Their debut album was unleashed in 1989 and remains a hard-riffing delight.  Lee penned all the songs and they’re cut from the same cloth as pre-Houses Of The Holy Led Zeppelin, Free, Bad Company and Humble Pie.  Each melody is built on sturdy guitar riffs but they are fleshed out with sometimes bluesy, sometimes funky shadings that lend it an earthiness that most hard rock acts of that era couldn’t evoke.  His songwriting also shows considerable range, covering everything from adrenalized speed-riffers (“Hard Driver”) to multi-part epics featuring complex shifts of tone (“Streets Cry Freedom”) with equal degrees of aplomb.

The soulful/bluesy edge of Badlands is further enhanced by vocalist Ray Gillen, who had the kind of high-power pipes necessary to sell the intensity of Lee’s material.  His sound could easily be described as a grittier, more macho variation on the blues-wail Robert Plant used on Led Zeppelin’s early albums, shot through with a bit of blue-eyed soul that conjures up images of Steve Marriott or Terry Reid.  He was also able to temper his power with a sense of melody-conscious delicacy necessary for the gentler moments in songs like “Winter’s Call” or “Seasons.”

The rhythm section, held down by bassist Greg Chaisson and a pre-Kiss Eric Singer, is also worthy of praise.  Songs like “Live Wire” and “Rumblin’ Train” wouldn’t track nearly as well without the sense of swing that the rhythm section brings to them.

However, this is ultimately Lee’s show and he drives Badlands home with a sustained level of fret-shredding abandon.  His playing is showy yet expressive, upholding the traditionalist vibe of the songs while bringing in a more modern sense of complexity and speed to the solos.  He sounds like he’s having the time of his life as he throws out every trick in the 1970’s hard-rocker book, even working in a brief acoustic piece (“Jade’s Song”) that allows him to show off his non-amplified guitar skills.  Air-guitarists will have a field day with the buffet of six-string fireworks he lays out on this album.

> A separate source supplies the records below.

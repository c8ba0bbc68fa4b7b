//! Implementation of fixed-width integer multiplication primitives.

use core::num::NonZeroUsize;
use core::ops;

use super::limb::{mul_add_l_l_l_c, Limb};
use super::wide::WideInt;

/// Result width of [`mul_mp_mp()`].
pub fn required_bits_mul(op0_bits: NonZeroUsize, op1_bits: NonZeroUsize) -> NonZeroUsize {
    op0_bits.saturating_add(op1_bits.get())
}

/// Multiply two fixed-width integers.
///
/// The result is `op0.bits() + op1.bits()` wide, which always accommodates the full product of
/// operands with clear padding bits, so no overflow is possible. Each limb by limb product is
/// accumulated in the widened [`Limb::Double`] type.
///
/// # Arguments
///
/// * `op0` - The first factor.
/// * `op1` - The second factor.
///
pub fn mul_mp_mp<L: Limb>(op0: &WideInt<L>, op1: &WideInt<L>) -> WideInt<L> {
    let mut result = WideInt::new(required_bits_mul(op0.bit_width(), op1.bit_width()));
    let result_nlimbs = result.limb_count();
    let op0_nlimbs = op0.limb_count();
    let op1_nlimbs = op1.limb_count();
    debug_assert!(op1_nlimbs <= result_nlimbs);

    for j in 0..op1_nlimbs {
        let op1_val = op1.load_l(j);
        let mut carry = L::ZERO;
        // Don't write past the result's most significant limb.
        let nlimbs = op0_nlimbs.min(result_nlimbs - j);
        for i in 0..nlimbs {
            let mut result_val = result.load_l(i + j);
            (carry, result_val) = mul_add_l_l_l_c(result_val, op0.load_l(i), op1_val, carry);
            result.store_l(i + j, result_val);
        }
        if j + nlimbs < result_nlimbs {
            result.store_l(j + nlimbs, carry);
        }
    }
    result
}

// Multiply a fixed-width integer by a limb.
pub fn mul_mp_l<L: Limb>(op0: &WideInt<L>, op1: L) -> WideInt<L> {
    mul_mp_mp(op0, &WideInt::from_limb(op1))
}

impl<L: Limb> ops::Mul<&WideInt<L>> for &WideInt<L> {
    type Output = WideInt<L>;

    fn mul(self, rhs: &WideInt<L>) -> Self::Output {
        mul_mp_mp(self, rhs)
    }
}

impl<L: Limb> ops::Mul for WideInt<L> {
    type Output = WideInt<L>;

    fn mul(self, rhs: WideInt<L>) -> Self::Output {
        mul_mp_mp(&self, &rhs)
    }
}

impl<L: Limb> ops::Mul<L> for &WideInt<L> {
    type Output = WideInt<L>;

    fn mul(self, rhs: L) -> Self::Output {
        mul_mp_l(self, rhs)
    }
}

impl<L: Limb> ops::Mul<L> for WideInt<L> {
    type Output = WideInt<L>;

    fn mul(self, rhs: L) -> Self::Output {
        mul_mp_l(&self, rhs)
    }
}

#[test]
fn test_mul_mp_mp_u8() {
    // 128 * 128 = 64 << 8
    let prod = mul_mp_mp(&tst_mk_wide!(u8, 8, [128]), &tst_mk_wide!(u8, 8, [128]));
    assert_eq!(prod.bits(), 16);
    assert_eq!(prod.limb_count(), 2);
    assert_eq!(prod.limbs(), &[0, 64]);

    // 61051 * 72077 = 4400870627
    let prod = mul_mp_mp(
        &tst_mk_wide!(u8, 16, [123, 238]),
        &tst_mk_wide!(u8, 24, [141, 25, 1]),
    );
    assert_eq!(prod.bits(), 40);
    assert_eq!(prod.limb_count(), 5);
    assert_eq!(prod.limbs(), &[191, 92, 72, 6, 1]);

    // The product of the largest values of either width.
    let prod = mul_mp_mp(
        &tst_mk_wide!(u8, 16, [255, 255]),
        &tst_mk_wide!(u8, 16, [255, 255]),
    );
    assert_eq!(prod.limbs(), &[1, 0, 254, 255]);
}

#[test]
fn test_mul_mp_mp_unaligned_widths() {
    // 12 bit by 4 bit, 16 bit result in two u8 limbs.
    let prod = mul_mp_mp(&tst_mk_wide!(u8, 12, [0xff, 0x0f]), &tst_mk_wide!(u8, 4, [0xf]));
    assert_eq!(prod.bits(), 16);
    assert_eq!(prod.limbs(), &[0xf1, 0xef]);

    // 3 bit by 3 bit, a single limb result.
    let prod = mul_mp_mp(&tst_mk_wide!(u32, 3, [7]), &tst_mk_wide!(u32, 3, [7]));
    assert_eq!(prod.bits(), 6);
    assert_eq!(prod.limbs(), &[49]);
}

#[test]
fn test_mul_mp_mp_u64() {
    let prod = mul_mp_mp(
        &tst_mk_wide!(u64, 128, [!0, !0]),
        &tst_mk_wide!(u64, 64, [!0]),
    );
    assert_eq!(prod.bits(), 192);
    assert_eq!(prod.limbs(), &[1, !0, !1]);
}

#[test]
fn test_mul_mp_l() {
    let prod = mul_mp_l(&tst_mk_wide!(u16, 32, [0x1234, 0x5678]), 0x10);
    assert_eq!(prod.bits(), 48);
    assert_eq!(prod.limbs(), &[0x2340, 0x6781, 0x5]);

    let op0 = tst_mk_wide!(u8, 8, [128]);
    assert!(&op0 * 2u8 == tst_mk_wide!(u8, 9, [0, 1]));
    assert!(op0.clone() * 2u8 == &op0 * 2u8);
    let square = &op0 * &op0;
    assert_eq!(square.limbs(), &[0, 64]);
    assert!(square == op0.clone() * op0);
}

#[cfg(test)]
fn test_mul_random<L: Limb>() {
    use super::test_helpers::{tst_random_wide, tst_rng, tst_to_biguint};
    use super::wide::nlimbs_for_bits;
    use rand::Rng as _;

    let mut rng = tst_rng();
    for _ in 0..200 {
        let op0_bits = rng.gen_range(1..=256usize);
        let op1_bits = rng.gen_range(1..=256usize);
        let op0 = tst_random_wide::<L>(&mut rng, op0_bits);
        let op1 = tst_random_wide::<L>(&mut rng, op1_bits);

        let prod = mul_mp_mp(&op0, &op1);
        assert_eq!(prod.bits(), op0_bits + op1_bits);
        assert_eq!(prod.limb_count(), nlimbs_for_bits::<L>(op0_bits + op1_bits));
        let expected = tst_to_biguint(&op0) * tst_to_biguint(&op1);
        assert_eq!(tst_to_biguint(&prod), expected);
        assert!(prod.highest_bit() <= prod.bits());
    }
}

#[test]
fn test_mul_random_u8() {
    test_mul_random::<u8>()
}

#[test]
fn test_mul_random_u16() {
    test_mul_random::<u16>()
}

#[test]
fn test_mul_random_u32() {
    test_mul_random::<u32>()
}

#[test]
fn test_mul_random_u64() {
    test_mul_random::<u64>()
}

In short, this album has a timeless blend of mood and power that makes it hard-rock classic from an era of the genre that wasn’t known for its substance.  Fans of the old stuff can pick it up with confidence: Badlands is the work of a group who walked it like they talked it.

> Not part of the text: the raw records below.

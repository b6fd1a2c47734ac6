use chrono::NaiveDateTime;
use serde::{Deserialize, Serialize};

use crate::entities::collection_jobs;

/// Collection job lifecycle: queued -> running -> {completed, failed},
/// with cancelled reachable from queued or running.
#[derive(Debug, Clone, Copy, PartialEq, Eq, Serialize, Deserialize)]
#[serde(rename_all = "snake_case")]
pub enum JobState {
    Queued,
    Running,
    Completed,
    Failed,
    Cancelled,
}

impl JobState {
    pub fn as_str(&self) -> &'static str {
        match self {
            JobState::Queued => "queued",
            JobState::Running => "running",
            JobState::Completed => "completed",
            JobState::Failed => "failed",
            JobState::Cancelled => "cancelled",
        }
    }

    pub fn parse(s: &str) -> Option<Self> {
        match s {
            "queued" => Some(JobState::Queued),
            "running" => Some(JobState::Running),
            "completed" => Some(JobState::Completed),
            "failed" => Some(JobState::Failed),
            "cancelled" => Some(JobState::Cancelled),
            _ => None,
        }
    }

    pub fn is_terminal(&self) -> bool {
        matches!(
            self,
            JobState::Completed | JobState::Failed | JobState::Cancelled
        )
    }
}

#[derive(Debug, Clone, Deserialize)]
pub struct ScheduleRequest {
    pub token: String,
    pub network: String,
}

#[derive(Debug, Clone, Serialize, Deserialize)]
#[serde(rename_all = "camelCase")]
pub struct ScheduleResponse {
    pub job_id: String,
    pub total: i32,
}

#[derive(Debug, Clone, Deserialize)]
pub struct JobListQuery {
    pub state: Option<String>,
    pub token: Option<String>,
    pub network: Option<String>,
}

#[derive(Debug, Clone, Serialize, Deserialize)]
#[serde(rename_all = "camelCase")]
pub struct JobStatusResponse {
    pub job_id: String,
    pub token: String,
    pub network: String,
    pub state: String,
    /// Percentage of processed timestamps, 0-100
    pub progress: u8,
    pub total: i32,
    pub processed: i32,
    pub succeeded: i32,
    pub failed: i32,
    pub created_at: NaiveDateTime,
    #[serde(skip_serializing_if = "Option::is_none")]
    pub started_at: Option<NaiveDateTime>,
    #[serde(skip_serializing_if = "Option::is_none")]
    pub finished_at: Option<NaiveDateTime>,
}

impl From<collection_jobs::Model> for JobStatusResponse {
    fn from(job: collection_jobs::Model) -> Self {
        let progress = if job.total > 0 {
            ((job.processed as f64 / job.total as f64) * 100.0).round() as u8
        } else {
            100
        };

        Self {
            job_id: job.job_id,
            token: job.token,
            network: job.network,
            state: job.state,
            progress: progress.min(100),
            total: job.total,
            processed: job.processed,
            succeeded: job.succeeded,
            failed: job.failed_count,
            created_at: job.created_at,
            started_at: job.started_at,
            finished_at: job.finished_at,
        }
    }
}

#[derive(Debug, Clone, Serialize, Deserialize)]
pub struct CancelResponse {
    pub cancelled: bool,
    #[serde(skip_serializing_if = "Option::is_none")]
    pub state: Option<String>,
}

#[cfg(test)]
mod tests {
    use super::*;

    #[test]
    fn test_state_round_trip() {
        for state in [
            JobState::Queued,
            JobState::Running,
            JobState::Completed,
            JobState::Failed,
            JobState::Cancelled,
        ] {
            assert_eq!(JobState::parse(state.as_str()), Some(state));
        }
        assert_eq!(JobState::parse("paused"), None);
    }

    #[test]
    fn test_terminal_states() {
        assert!(!JobState::Queued.is_terminal());
        assert!(!JobState::Running.is_terminal());
        assert!(JobState::Completed.is_terminal());
        assert!(JobState::Failed.is_terminal());
        assert!(JobState::Cancelled.is_terminal());
    }

    #[test]
    fn test_progress_from_tallies() {
        let job = collection_jobs::Model {
            id: 1,
            job_id: "j".to_string(),
            token: "0xabc".to_string(),
            network: "ethereum".to_string(),
            timestamps: serde_json::json!([]),
            state: "running".to_string(),
            total: 40,
            processed: 10,
            succeeded: 9,
            failed_count: 1,
            last_error: None,
            created_at: chrono::Utc::now().naive_utc(),
            started_at: None,
            finished_at: None,
        };

        let status = JobStatusResponse::from(job);
        assert_eq!(status.progress, 25);
        assert_eq!(status.succeeded, 9);
        assert_eq!(status.failed, 1);
    }
}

CD Notes: this was originally issued on disc by Atlantic and that OOP version goes for collector’s prices now.  Interested listeners are directed to the recent Rock Candy Records CD reissue, which boasts a powerful remastered sound and liner notes that use an interview with bassist Chaisson to lay out the complex personality and business issues that insured the band would have a short life.

2 Replies to “BADLANDS – S/T: Never Mind The Hair-Farmers, Here’s The Roots-Rockers”

  1. I never understood why this group didn’t catch on – definitely a burner of an album. Jake E. Lee had a tough time filling Randy Rhoads shoes, but he came close and this music seemed to be more his style than his work with Ozzy.

    1. I agree – perhaps the problem is that they were marketed to the glam metal crowd. Like many underappreciated groups, they were just out of place in their own time.